The first experimental data, ExpData1 for pressure drop is 63.489. It is used for the optimisation, as the value is followed by the word "TRUE". If "TRUE" is replaced by "False", the experimental data will not be read and not be involved in the optimisation. Thus ExpData6 is not used.

 

 

 

Constant group contains data which will be used by the optimisation method.

 

NoConst represents the number of constants to be optimised.

The first value after "Const1=" and "Const2=" is the initial guess value for the corresponding constant, the second and the third values are the lowest and the highest limits between which the optimised constant could vary. "TRUE" means the constant is to be optimised.

 

The External Solver Group is set a Flag to use In-Form (PINform) or Ground (Pground) for the mathematical expression. 

 

The "Optimisation parameters group" sets configuration for the optimisation process. The most important parameters to users are MinFunValue and MaxNoRun, the former specifies the accepted value for the objective function, if the calculated objective function is less than MinFunValue, the optimisation process will stop and the results be printed out.

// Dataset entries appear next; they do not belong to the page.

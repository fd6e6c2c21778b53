/*
MIT License

Copyright (c) 2026 Raja Lehtihet and Wael El Oraiby

Permission is hereby granted, free of charge, to any person obtaining a copy
of this software and associated documentation files (the "Software"), to deal
in the Software without restriction, including without limitation the rights
to use, copy, modify, merge, publish, distribute, sublicense, and/or sell
copies of the Software, and to permit persons to whom the Software is
furnished to do so, subject to the following conditions:

The above copyright notice and this permission notice shall be included in all
copies or substantial portions of the Software.

THE SOFTWARE IS PROVIDED "AS IS", WITHOUT WARRANTY OF ANY KIND, EXPRESS OR
IMPLIED, INCLUDING BUT NOT LIMITED TO THE WARRANTIES OF MERCHANTABILITY,
FITNESS FOR A PARTICULAR PURPOSE AND NONINFRINGEMENT. IN NO EVENT SHALL THE
AUTHORS OR COPYRIGHT HOLDERS BE LIABLE FOR ANY CLAIM, DAMAGES OR OTHER
LIABILITY, WHETHER IN AN ACTION OF CONTRACT, TORT OR OTHERWISE, ARISING FROM,
OUT OF OR IN CONNECTION WITH THE SOFTWARE OR THE USE OR OTHER DEALINGS IN THE
SOFTWARE.
*/

//! Character-level parsers, trivia handling and tokens.
//!
//! Everything here is derived from the primitives in the parent module.

use super::{
    fail, item, lazy, map, not_followed_by, optional, or_else, pure, sequence, terminated, Parser,
};

/// Consumes one character satisfying `predicate`.
pub fn satisfy<P>(predicate: P) -> Parser<char>
where
    P: Fn(char) -> bool + Send + Sync + 'static,
{
    sequence(item(), move |c| if predicate(c) { pure(c) } else { fail() })
}

/// Consumes exactly the character `expected`.
pub fn char(expected: char) -> Parser<char> {
    satisfy(move |c| c == expected)
}

/// Consumes one ASCII decimal digit.
pub fn digit() -> Parser<char> {
    satisfy(|c| c.is_ascii_digit())
}

/// One or more characters, accumulated into a `String`.
pub fn many1_chars(parser: Parser<char>) -> Parser<String> {
    let rest = many0_chars(parser.clone());
    sequence(parser, move |first| {
        map(rest.clone(), move |tail: String| {
            let mut text = String::with_capacity(first.len_utf8() + tail.len());
            text.push(first);
            text.push_str(&tail);
            text
        })
    })
}

/// Zero or more characters, accumulated into a `String`. Never fails.
pub fn many0_chars(parser: Parser<char>) -> Parser<String> {
    let more = lazy(move || many1_chars(parser.clone()));
    or_else(more, pure(String::new()))
}

/// A maximal run of digits as a non-negative integer.
///
/// Leading zeros are accepted and dropped (`"00089"` is 89). A run that does
/// not fit in an `i64` fails.
pub fn natural() -> Parser<i64> {
    sequence(many1_chars(digit()), |digits| match digits.parse::<i64>() {
        Ok(n) => pure(n),
        Err(_) => fail(),
    })
}

/// A digit run with an optional leading `-`.
///
/// The sign is read together with the digits, so `i64::MIN` is accepted.
pub fn signed_integer() -> Parser<i64> {
    sequence(optional(char('-')), |sign| {
        sequence(many1_chars(digit()), move |digits| {
            let text = match sign {
                Some(_) => format!("-{digits}"),
                None => digits,
            };
            match text.parse::<i64>() {
                Ok(n) => pure(n),
                Err(_) => fail(),
            }
        })
    })
}

/// Skips zero or more whitespace characters, newlines included.
pub fn spaces() -> Parser<()> {
    map(many0_chars(satisfy(|c: char| c.is_whitespace())), |_| ())
}

/// Runs `parser` with surrounding whitespace discarded.
pub fn token<T>(parser: Parser<T>) -> Parser<T>
where
    T: Clone + Send + Sync + 'static,
{
    sequence(spaces(), move |_| terminated(parser.clone(), spaces()))
}

/// Matches `literal` character by character.
///
/// The empty literal always succeeds without consuming input.
pub fn string_literal(literal: &str) -> Parser<String> {
    let mut chars = literal.chars();
    let Some(first) = chars.next() else {
        return pure(String::new());
    };
    let rest = string_literal(chars.as_str());
    sequence(char(first), move |c| {
        map(rest.clone(), move |tail: String| {
            let mut text = String::with_capacity(c.len_utf8() + tail.len());
            text.push(c);
            text.push_str(&tail);
            text
        })
    })
}

/// A literal token: `literal` with surrounding whitespace discarded.
pub fn symbol(literal: &str) -> Parser<String> {
    token(string_literal(literal))
}

/// A keyword token: like [`symbol`], but it may not run into an identifier
/// character, so `or` does not match the start of `order`.
pub fn keyword(word: &str) -> Parser<String> {
    token(terminated(
        string_literal(word),
        not_followed_by(satisfy(|c| c.is_ascii_alphanumeric())),
    ))
}

/// A lowercase ASCII letter followed by ASCII letters or digits, as a token.
pub fn identifier() -> Parser<String> {
    let word = sequence(satisfy(|c| c.is_ascii_lowercase()), |first| {
        map(
            many0_chars(satisfy(|c| c.is_ascii_alphanumeric())),
            move |rest: String| format!("{first}{rest}"),
        )
    });
    token(word)
}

MaxNoRun specifies the maximum run number of EARTH, if the run number exceeds MaxNoRun, even if calculated objective function is bigger than MinFunValue, the calculation will stop.

 

 

The In-Form Group is to describe the mathematical expression with the searched constants.

 

COSP has specific limitation towards the parameters in the COSP input file:

NoExpVariant should be less than or equal to 128.

NoMeasurVar should be less than or equal to 4.

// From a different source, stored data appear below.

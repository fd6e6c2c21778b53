/*
MIT License

Copyright (c) 2026 Raja Lehtihet and Wael El Oraiby

Permission is hereby granted, free of charge, to any person obtaining a copy
of this software and associated documentation files (the "Software"), to deal
in the Software without restriction, including without limitation the rights
to use, copy, modify, merge, publish, distribute, sublicense, and/or sell
copies of the Software, and to permit persons to whom the Software is
furnished to do so, subject to the following conditions:

The above copyright notice and this permission notice shall be included in all
copies or substantial portions of the Software.

THE SOFTWARE IS PROVIDED "AS IS", WITHOUT WARRANTY OF ANY KIND, EXPRESS OR
IMPLIED, INCLUDING BUT NOT LIMITED TO THE WARRANTIES OF MERCHANTABILITY,
FITNESS FOR A PARTICULAR PURPOSE AND NONINFRINGEMENT. IN NO EVENT SHALL THE
AUTHORS OR COPYRIGHT HOLDERS BE LIABLE FOR ANY CLAIM, DAMAGES OR OTHER
LIABILITY, WHETHER IN AN ACTION OF CONTRACT, TORT OR OTHERWISE, ARISING FROM,
OUT OF OR IN CONNECTION WITH THE SOFTWARE OR THE USE OR OTHER DEALINGS IN THE
SOFTWARE.
*/

//! Crate unit tests.

use super::*;
use crate::combinator::Parser;
use crate::parser::{bool_expr, expr, program};
use rstest::rstest;

fn v(name: &str) -> Expr {
    Expr::var(name)
}

fn c(value: i64) -> Expr {
    Expr::Const(value)
}

fn env(pairs: &[(&str, i64)]) -> Env {
    pairs
        .iter()
        .map(|(name, value)| (name.to_string(), *value))
        .collect()
}

#[rstest]
#[case("x - y - z", Expr::minus(v("x"), Expr::minus(v("y"), v("z"))))]
#[case("(x - y) - z", Expr::minus(Expr::minus(v("x"), v("y")), v("z")))]
#[case("x + y + z", Expr::plus(v("x"), Expr::plus(v("y"), v("z"))))]
#[case("x * y * z", Expr::times(v("x"), Expr::times(v("y"), v("z"))))]
#[case("-x-y", Expr::minus(c(0), Expr::minus(v("x"), v("y"))))]
#[case("x + 2*y", Expr::plus(v("x"), Expr::times(c(2), v("y"))))]
#[case("2 * x + 1", Expr::plus(Expr::times(c(2), v("x")), c(1)))]
#[case("(x + 1) * 3", Expr::times(Expr::plus(v("x"), c(1)), c(3)))]
#[case("x - -1", Expr::minus(v("x"), Expr::minus(c(0), c(1))))]
fn expressions_parse_right_associative(#[case] source: &str, #[case] expected: Expr) {
    assert_eq!(parse_expr(source), Ok(expected));
}

#[test]
fn negative_literals_depend_on_position() {
    // A leading `-` on a whole expression is unary minus ...
    assert_eq!(parse_expr("-5"), Ok(Expr::minus(c(0), c(5))));
    // ... but a literal operand keeps its sign.
    assert_eq!(parse_expr("-5 + x"), Ok(Expr::plus(c(-5), v("x"))));
    assert_eq!(parse_expr("2 * -3"), Ok(Expr::times(c(2), c(-3))));
}

#[rstest]
#[case("-5 * y", Expr::negate(Expr::times(c(5), v("y"))))]
#[case("-5 * y + 1", Expr::plus(Expr::times(c(-5), v("y")), c(1)))]
#[case("- 5", Expr::negate(c(5)))]
#[case("-0", Expr::negate(c(0)))]
#[case("(-5)", Expr::negate(c(5)))]
#[case("x - -5 * y", Expr::minus(v("x"), Expr::negate(Expr::times(c(5), v("y")))))]
#[case("-9223372036854775808", c(i64::MIN))]
#[case("-9223372036854775808 * x", Expr::times(c(i64::MIN), v("x")))]
#[case("-9223372036854775808 + x", Expr::plus(c(i64::MIN), v("x")))]
fn negative_literal_readings(#[case] source: &str, #[case] expected: Expr) {
    assert_eq!(parse_expr(source), Ok(expected));
}

#[test]
fn out_of_range_literals_do_not_parse() {
    assert_eq!(parse_expr("9223372036854775808"), Err(SyntaxError::NoMatch));
    assert_eq!(parse_expr("-9223372036854775809"), Err(SyntaxError::NoMatch));
}

#[test]
fn deep_nesting_parses_in_bounded_time() {
    let depth = 30;
    let open = "(".repeat(depth);
    let close = ")".repeat(depth);
    let started = std::time::Instant::now();

    assert_eq!(parse_expr(&format!("{open}x{close}")), Ok(v("x")));
    assert_eq!(
        parse_expr(&format!("{open}-1 * x{close}")),
        Ok(Expr::negate(Expr::times(c(1), v("x"))))
    );
    assert_eq!(
        parse_constraint(&format!("{open}x > 1{close}")),
        Ok(Constraint::GreaterThan(v("x"), c(1)))
    );
    let src = format!("Solve {open}x + 1{close} = 2 such that {open}x > 1 or y < 2{close}.");
    let parsed = parse_program(&src).expect("program should parse");
    assert_eq!(parsed.equations, vec![Constraint::Equal(Expr::plus(v("x"), c(1)), c(2))]);
    assert_eq!(parsed.constraints.len(), 1);

    let elapsed = started.elapsed();
    assert!(
        elapsed < std::time::Duration::from_secs(5),
        "nested parse took {elapsed:?}"
    );
}

#[test]
fn leading_zeros_are_dropped() {
    assert_eq!(parse_expr("00089"), Ok(c(89)));
    assert_eq!(
        expr().parse("00089abc"),
        Some((c(89), "abc")),
        "literal stops at the first non-digit"
    );
}

#[test]
fn whitespace_is_insignificant() {
    let spaced = parse_expr("2*  (y + 2) * 2");
    let tight = parse_expr("2*(y+2)*2");
    assert_eq!(spaced, tight);
    assert_eq!(
        tight,
        Ok(Expr::times(
            c(2),
            Expr::times(Expr::plus(v("y"), c(2)), c(2))
        ))
    );
    assert_eq!(parse_expr("\n  x\t+\n1  \n"), Ok(Expr::plus(v("x"), c(1))));
}

#[test]
fn and_nests_inside_or() {
    let parsed = parse_constraint("x > 1 and y<2 or y < 1");
    let expected = Constraint::or(
        Constraint::and(
            Constraint::GreaterThan(v("x"), c(1)),
            Constraint::LessThan(v("y"), c(2)),
        ),
        Constraint::LessThan(v("y"), c(1)),
    );
    assert_eq!(parsed, Ok(expected));
}

#[test]
fn boolean_operators_associate_right() {
    let parsed = parse_constraint("a < 1 or b < 2 or c < 3");
    let expected = Constraint::or(
        Constraint::LessThan(v("a"), c(1)),
        Constraint::or(
            Constraint::LessThan(v("b"), c(2)),
            Constraint::LessThan(v("c"), c(3)),
        ),
    );
    assert_eq!(parsed, Ok(expected));
}

#[test]
fn parentheses_override_boolean_precedence() {
    let parsed = parse_constraint("x > 1 and (y < 2 or y > 5)");
    let expected = Constraint::and(
        Constraint::GreaterThan(v("x"), c(1)),
        Constraint::or(
            Constraint::LessThan(v("y"), c(2)),
            Constraint::GreaterThan(v("y"), c(5)),
        ),
    );
    assert_eq!(parsed, Ok(expected));
}

#[test]
fn relations_accept_parenthesised_operands() {
    let parsed = parse_constraint("(x + 1) > 2");
    assert_eq!(
        parsed,
        Ok(Constraint::GreaterThan(Expr::plus(v("x"), c(1)), c(2)))
    );
}

#[rstest]
#[case("x <= 1")]
#[case("x >= 1")]
#[case("x != 1")]
#[case("x = 1")]
#[case("x > 1 and")]
#[case("(x > 1")]
fn unsupported_relations_are_rejected(#[case] source: &str) {
    assert!(parse_constraint(source).is_err(), "{source} should not parse");
}

#[test]
fn full_program_keeps_source_order() {
    let parsed = parse_program("Solve x + y = 10, x - y = 2 such that x > 0, y > 0.");
    let expected = Program {
        equations: vec![
            Constraint::Equal(Expr::plus(v("x"), v("y")), c(10)),
            Constraint::Equal(Expr::minus(v("x"), v("y")), c(2)),
        ],
        constraints: vec![
            Constraint::GreaterThan(v("x"), c(0)),
            Constraint::GreaterThan(v("y"), c(0)),
        ],
    };
    assert_eq!(parsed, Ok(expected));
}

#[test]
fn such_that_clause_is_optional() {
    let parsed = parse_program("Solve x = 1.").expect("program should parse");
    assert_eq!(parsed.equations, vec![Constraint::Equal(v("x"), c(1))]);
    assert!(parsed.constraints.is_empty());
}

#[test]
fn programs_may_span_lines() {
    let src = "Solve\n  x + y = 10,\n  x - y = 2\nsuch that\n  x > 0 and y > 0.\n";
    let parsed = parse_program(src).expect("program should parse");
    assert_eq!(parsed.equations.len(), 2);
    assert_eq!(parsed.constraints.len(), 1);
}

#[test]
fn double_equals_is_rejected() {
    assert_eq!(parse_program("Solve x == 1."), Err(SyntaxError::NoMatch));
}

#[test]
fn trailing_input_is_rejected() {
    assert_eq!(
        parse_program("Solve x = 1. y = 2."),
        Err(SyntaxError::TrailingInput {
            rest: "y = 2.".to_string()
        })
    );
    // Trailing whitespace alone is fine.
    assert!(parse_program("Solve x = 1.  \n").is_ok());
}

#[rstest]
#[case::missing_solve("x = 1.")]
#[case::lowercase_solve("solve x = 1.")]
#[case::keyword_runs_into_identifier("Solvex = 1.")]
#[case::missing_period("Solve x = 1")]
#[case::dangling_comma("Solve x = 1, .")]
#[case::empty_such_that("Solve x = 1 such that.")]
#[case::missing_that("Solve x = 1 such x > 0.")]
#[case::relation_as_equation("Solve x > 1.")]
#[case::equation_as_constraint("Solve x = 1 such that x = 1.")]
#[case::uppercase_variable("Solve X = 1.")]
fn malformed_programs_fail(#[case] source: &str) {
    let err = parse_program(source).expect_err("parse should fail");
    assert!(
        err.to_string().contains("does not match the language"),
        "unexpected message '{err}'"
    );
}

#[test]
fn vars_are_sorted_and_deduplicated() {
    let parsed = parse_expr("b + a * c + a").expect("expression should parse");
    let names: Vec<String> = parsed.vars().into_iter().collect();
    assert_eq!(names, vec!["a", "b", "c"]);

    let program = parse_program("Solve z = 1, y + x = 2 such that w > x.").expect("parse");
    let names: Vec<String> = program.vars().into_iter().collect();
    assert_eq!(names, vec!["w", "x", "y", "z"]);
    assert!(c(3).vars().is_empty());
}

#[test]
fn printed_program_parses_back() {
    let src = "Solve x + y = 10, x - y - z = 2 such that x > 0 and y<2 or y < 1, (x + 1) * 2 > y.";
    let parsed = parse_program(src).expect("program should parse");
    let printed = parsed.to_string();
    assert_eq!(
        printed,
        "Solve (x + y) = 10, (x - (y - z)) = 2 such that ((x > 0 and y < 2) or y < 1), ((x + 1) * 2) > y."
    );
    assert_eq!(parse_program(&printed), Ok(parsed));
}

#[test]
fn printed_constraint_parses_back() {
    let parsed = parse_constraint("x > 1 and (y < 2 or y > 5)").expect("parse");
    assert_eq!(parsed.to_string(), "(x > 1 and (y < 2 or y > 5))");
    assert_eq!(parse_constraint(&parsed.to_string()), Ok(parsed));
}

#[test]
fn negative_head_literal_prints_as_unary_minus() {
    let parsed = parse_expr("-3 * b + 1").expect("parse");
    assert_eq!(
        parsed,
        Expr::plus(Expr::times(c(-3), v("b")), c(1))
    );
    // Inside the printed parentheses `-3 * b` reads back as `0 - 3 * b`.
    let reparsed = parse_expr(&parsed.to_string()).expect("parse");
    assert_eq!(
        reparsed,
        Expr::plus(Expr::negate(Expr::times(c(3), v("b"))), c(1))
    );
    assert_eq!(reparsed.eval(&env(&[("b", 2)])), parsed.eval(&env(&[("b", 2)])));
}

#[test]
fn smtlib_script_declares_and_asserts_in_order() {
    let script = compile_smtlib("Solve x + y = 10, x - y = 2 such that x > 0, y > 0.")
        .expect("program should compile");
    assert_eq!(
        script,
        "(declare-const x Int)\n\
         (declare-const y Int)\n\
         (assert (= (+ x y) 10))\n\
         (assert (= (- x y) 2))\n\
         (assert (> x 0))\n\
         (assert (> y 0))\n\
         (check-sat)\n\
         (get-model)\n"
    );
}

#[test]
fn smtlib_lowers_boolean_structure() {
    let script = compile_smtlib("Solve a = -3 * b such that a < 0 and b > 0 or b < 0.")
        .expect("program should compile");
    assert!(script.contains("(assert (= a (- 0 (* 3 b))))"), "{script}");
    assert!(
        script.contains("(assert (or (and (< a 0) (> b 0)) (< b 0)))"),
        "{script}"
    );
}

#[test]
fn smtlib_rejects_invalid_source() {
    assert_eq!(compile_smtlib("Solve."), Err(SyntaxError::NoMatch));
}

#[test]
fn check_reports_each_clause() {
    let src = "Solve x + y = 10, x - y = 2 such that x > 0, y > 0.";
    let checks = check_program(src, &env(&[("x", 6), ("y", 4)])).expect("check");
    assert_eq!(checks.len(), 4);
    assert!(checks.iter().all(|check| check.holds));

    let checks = check_program(src, &env(&[("x", 5), ("y", 5)])).expect("check");
    let holds: Vec<bool> = checks.iter().map(|check| check.holds).collect();
    assert_eq!(holds, vec![true, false, true, true]);
    assert_eq!(
        checks[1].clause,
        Constraint::Equal(Expr::minus(v("x"), v("y")), c(2))
    );
}

#[test]
fn check_reports_unbound_variables() {
    let err = check_program("Solve x + y = 10.", &env(&[("x", 1)])).expect_err("y is unbound");
    assert_eq!(
        err,
        CheckError::Eval(EvalError::UnboundVariable("y".to_string()))
    );
}

#[test]
fn evaluation_short_circuits_booleans() {
    let constraint = parse_constraint("x > 0 or y > 0").expect("parse");
    // `y` is never looked up because the left side already holds.
    assert_eq!(constraint.holds(&env(&[("x", 1)])), Ok(true));
    assert_eq!(
        constraint.holds(&env(&[("x", 0)])),
        Err(EvalError::UnboundVariable("y".to_string()))
    );
}

#[test]
fn evaluation_detects_overflow() {
    let expr = parse_expr("x * x").expect("parse");
    assert_eq!(
        expr.eval(&env(&[("x", i64::MAX)])),
        Err(EvalError::Overflow("(x * x)".to_string()))
    );
    assert_eq!(expr.eval(&env(&[("x", -7)])), Ok(49));
}

#[test]
fn program_satisfaction() {
    let program = parse_program("Solve x = 2 * y such that y > 1.").expect("parse");
    assert_eq!(program.is_satisfied_by(&env(&[("x", 4), ("y", 2)])), Ok(true));
    assert_eq!(program.is_satisfied_by(&env(&[("x", 2), ("y", 1)])), Ok(false));
}

#[test]
fn one_parser_is_shared_across_threads() {
    let shared: Parser<Program> = program();
    let parser = &shared;
    let sources: Vec<String> = (1..=8)
        .map(|n| format!("Solve x + {n} = y such that y > {n}."))
        .collect();

    std::thread::scope(|scope| {
        let handles: Vec<_> = sources
            .iter()
            .map(|src| scope.spawn(move || parser.parse(src).map(|(program, _)| program)))
            .collect();
        for (n, handle) in (1..=8).zip(handles) {
            let parsed = handle.join().expect("thread should not panic");
            let expected = Program {
                equations: vec![Constraint::Equal(Expr::plus(v("x"), c(n)), v("y"))],
                constraints: vec![Constraint::GreaterThan(v("y"), c(n))],
            };
            assert_eq!(parsed, Some(expected));
        }
    });
}

#[test]
fn grammar_rules_compose_with_the_engine() {
    use crate::combinator::text::symbol;
    use crate::combinator::{separated_list1, terminated};

    // Semicolon-separated constraints terminated by `!`, built from the public rules.
    let list = terminated(separated_list1(bool_expr(), symbol(";")), symbol("!"));
    let (parsed, rest) = list.parse("x > 1; y < 2 !tail").expect("list should parse");
    assert_eq!(parsed.len(), 2);
    assert_eq!(rest, "tail");
}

NoConst should be less than or equal to 10.

4. How to run COSP

4.1 COSP file structure

Once PHOENICS is installed on your local drive, you will be able to see the following directory on your drive:

PHOENICS/ 

D_ac3d

D_allpro

D_bodym

D_chmkin

D_cosp ------- contains COSP data files, examples, executable and source files

D_earth

D_enviro

D_include

D_intfac

D_photon

D_polis ------- contains the COSP documentation including this document

D_priv1

D_shapem

D_satell

Before starting the simulation, the user needs to create an icon for RESLOOK.EXE, which resides in D_cosp and is used to check the result during the optimisation process.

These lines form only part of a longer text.